Ryznar Stability Index (RSI) Calculator
Use this tool to estimate the indice de Ryznar from key water chemistry values. Enter all values in the requested units and click Calculate.
Formula basis: pHs = (9.3 + A + B) − (C + D), RSI = 2 × pHs − pH
What is the Ryznar Index?
The Ryznar Stability Index (RSI), also called indice de Ryznar, is a widely used indicator for estimating whether water will tend to form calcium carbonate scale or become corrosive. It is common in boiler treatment, cooling towers, potable systems, pool chemistry, and industrial process water programs.
Unlike a simple pH check, RSI combines multiple chemistry factors. This gives a better practical picture of scale or corrosion tendency under real operating conditions.
How the calculator works
This calculator computes the saturation pH (pHs) first, then derives RSI:
B = −13.12 × log10(°C + 273) + 34.55
C = log10(Ca hardness as CaCO3) − 0.4
D = log10(alkalinity as CaCO3)
pHs = (9.3 + A + B) − (C + D)
RSI = 2 × pHs − pH
The lower the RSI value, the more likely scaling becomes. The higher the value, the more likely corrosion becomes.
Typical interpretation ranges
| RSI Range | General Tendency | Operational Meaning |
|---|---|---|
| < 6.0 | Strongly scale-forming | High likelihood of calcium carbonate deposition |
| 6.0 – 7.0 | Slightly scale-forming to stable | Often manageable with routine control |
| 7.0 – 7.5 | Near balanced to mildly corrosive | Watch metal surfaces and monitor trends |
| 7.5 – 8.5 | Corrosive tendency | Increased risk for metal loss and pinhole failures |
| > 8.5 | Highly corrosive | Prompt treatment review is usually needed |
Input tips for more accurate results
- Use fresh lab or field readings collected at the same time and location.

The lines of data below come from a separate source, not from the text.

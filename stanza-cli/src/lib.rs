//! Library exports for stanza-cli.
//!
//! This module exports the CLI structure for use by the build script
//! to generate man pages and other documentation.

pub mod cli;
pub mod commands;
pub mod error;
pub mod utils;

// Re-export CLI for build script
pub use cli::Cli;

- Confirm all units are mg/L as CaCO3 for hardness and alkalinity.
- Use representative operating temperature, not ambient room temperature.
- If your water contains unusual species (phosphates, silicates, organics), treat RSI as a screening estimate.
What to do if your RSI is outside target
If RSI is too low (scaling tendency)
- Review hardness and alkalinity control strategy.
- Lower pH carefully within your safe operating envelope.
- Check concentration cycles and blowdown in recirculating systems.
- Consider antiscalant dosing where appropriate.
If RSI is too high (corrosive tendency)
- Check if pH is too low for the material of construction.
- Verify alkalinity reserve and buffering capacity.
- Evaluate corrosion inhibitor program and residual levels.
- Inspect high-risk zones (heat exchangers, dead legs, low-flow sections).
Important limitations
RSI is a strong first-pass index, but it is not the only decision tool. Corrosion and scale are affected by flow velocity, microbiology, oxygen, chloride/sulfate level, metallurgy, and treatment chemistry. For critical systems, always combine RSI with direct monitoring, inspection, and professional water treatment guidance.
Quick FAQ
Is RSI the same as LSI?
No. They are related but not identical. Both are based on saturation concepts, yet interpreted differently. Many operators track both for context.
Can I use this for pools, cooling towers, and boilers?
Yes, as a general indicator. However, each system has different target ranges and control priorities.
Why does temperature matter so much?
Temperature significantly shifts calcium carbonate solubility and therefore changes pHs and RSI.